[[ Supplied information open ]]

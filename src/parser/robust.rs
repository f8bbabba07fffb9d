//! Robust parse mode: captures a parse failure into a partial-bindings record
//! instead of aborting, so shell-completion producers (out of scope here)
//! can inspect tokens-so-far and the last incomplete token.

use std::cell::RefCell;

use crate::command::NodeId;
use crate::error::UsageError;

/// What completion needs: the path matched so far, every token successfully
/// consumed, the last token that was in flight when parsing gave up, and
/// the error that stopped it.
#[derive(Debug, Clone)]
pub struct PartialBindings {
    pub path: Vec<NodeId>,
    pub consumed: Vec<String>,
    pub last_incomplete: Option<String>,
    pub failure: UsageError,
}

/// Interior-mutable accumulator threaded through the recursive descent so
/// that whichever call frame trips a `UsageError` doesn't need to thread the
/// bookkeeping back up by hand — the top-level `parse` entry point reads it
/// once the error has propagated out.
#[derive(Default)]
pub struct PartialBuilder {
    path: RefCell<Vec<NodeId>>,
    consumed: RefCell<Vec<String>>,
    last_incomplete: RefCell<Option<String>>,
}

impl PartialBuilder {
    pub fn enter(&self, node: NodeId) {
        self.path.borrow_mut().push(node);
    }

    pub fn consume(&self, token: impl Into<String>) {
        self.consumed.borrow_mut().push(token.into());
    }

    pub fn mark_incomplete(&self, token: impl Into<String>) {
        *self.last_incomplete.borrow_mut() = Some(token.into());
    }

    pub fn finish(&self, failure: UsageError) -> PartialBindings {
        PartialBindings {
            path: self.path.borrow().clone(),
            consumed: self.consumed.borrow().clone(),
            last_incomplete: self.last_incomplete.borrow().clone(),
            failure,
        }
    }
}
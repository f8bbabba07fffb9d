//! Lifecycle pipeline engine: timing phases, bubble/tunnel
//! traversal, the normalized action surface, and the context addressable
//! during traversal.

pub mod action;
pub mod builtins;
pub mod context;
pub mod engine;
pub mod fs;
pub mod slots;
pub mod synopsis;
pub mod timing;

pub use action::{Action, ActionPipeline, CommandNotFoundFn};
pub use context::{CancellationToken, Context, Io, Target};
pub use slots::PipelineSlots;
pub use timing::Timing;
//! Built-in actions, grouped by concern the way the spec lists
//! them. Every function here returns a plain `Action`: a value, not a
//! trait object dispatched on at declaration time, so attaching one to a
//! flag/arg/command is just `.pipeline.push(Timing::Initial, builtins::required())`
//! (or the equivalent builder call) like any other action.
//!
//! Tree-shape mutations (`AddFlag`, `RemoveAlias`, `Named`, ...) go through
//! `Context::queue_mutation` rather than mutating the arena directly —
//! the same apply-queue discipline `engine::run_initialize` drains to a
//! fix point.

use std::path::PathBuf;

use crate::command::{ArgSlot, FlagSlot, MetaValue, PathPattern};
use crate::error::{CliError, ValidationError};
use crate::option::TransformFn;

use super::action::Action;
use super::context::{Context, Target};
use super::timing::Timing;

fn own_name(ctx: &Context<'_>) -> String {
    match ctx.target {
        Target::Command(id) => ctx.tree.node(id).name.clone(),
        Target::Flag(id, idx) => ctx.tree.node(id).flags[idx].name.clone(),
        Target::Arg(id, idx) => ctx.tree.node(id).args[idx].name.clone(),
    }
}

// ---------------------------------------------------------------------
// Metadata
// ---------------------------------------------------------------------

pub fn data(key: impl Into<String>, value: impl Into<MetaValue>) -> Action {
    let (key, value) = (key.into(), value.into());
    Action::infallible(move |ctx| ctx.set_data(key.clone(), value.clone()))
}

/// `Category(name)`: mutates `CommandNode::category` directly when
/// attached to a command; for a flag/arg (which carry no dedicated
/// category field) it falls back to the metadata bag under `"category"`.
pub fn category(name: impl Into<String>) -> Action {
    let name = name.into();
    Action::new(move |ctx| {
        if let Target::Command(id) = ctx.target {
            let name = name.clone();
            ctx.queue_mutation(move |tree| {
                tree.node_mut(id).category = name;
                Ok(())
            });
        } else {
            ctx.set_data("category", name.clone());
        }
        Ok(())
    })
}

pub fn help_text(text: impl Into<String>) -> Action {
    data("help_text", text.into())
}

pub fn usage_text(text: impl Into<String>) -> Action {
    data("usage_text", text.into())
}

pub fn manual_text(text: impl Into<String>) -> Action {
    data("manual_text", text.into())
}

pub fn description(value: MetaValue) -> Action {
    data("description", value)
}
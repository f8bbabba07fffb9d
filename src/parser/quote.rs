//! Shell quoting/splitting: `split(join(xs)) == xs`, used to render a
//! parsed invocation back into a single human-readable line — in
//! diagnostics (`tracing::debug!` spans around token consumption) and in
//! `PartialBindings`'s debug rendering for shell-completion producers —
//! and to split a single string (an env var, a response-file line) back
//! into argv-shaped tokens.
//!
//! Thin wrapper over the `shlex` crate rather than a hand-rolled quoting
//! routine, for the same reason anything the ecosystem already solves
//! correctly doesn't get a second implementation here.

/// Joins `tokens` into one shell-quoted line; every token round-trips back
/// out of `split` unchanged.
pub fn join<'a>(tokens: impl IntoIterator<Item = &'a str>) -> String {
    shlex::try_join(tokens).unwrap_or_default()
}

/// Splits a shell-quoted line into tokens. `None` on unbalanced quoting,
/// mirroring `shlex::split`'s own failure mode.
pub fn split(line: &str) -> Option<Vec<String>> {
    shlex::split(line)
}

#[cfg(test)]
mod tests {
    use super::*;

    #[test]
    fn join_then_split_round_trips_shell_safe_tokens() {
        let xs = vec!["app", "sub", "--name", "hello world", "path/with spaces"];
        let joined = join(xs.iter().copied());
        let split_back = split(&joined).unwrap();
        assert_eq!(split_back, xs);
    }

    #[test]
    fn split_rejects_unbalanced_quoting() {
        assert!(split("unterminated \"quote").is_none());
    }
}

[[ Supplied information closed ]]

> Description of the task: Every line holding the word "than" should be copied out of the records above.

> Your response:
//! `Context::queue_mutation` rather than mutating the arena directly —
//! Thin wrapper over the `shlex` crate rather than a hand-rolled quoting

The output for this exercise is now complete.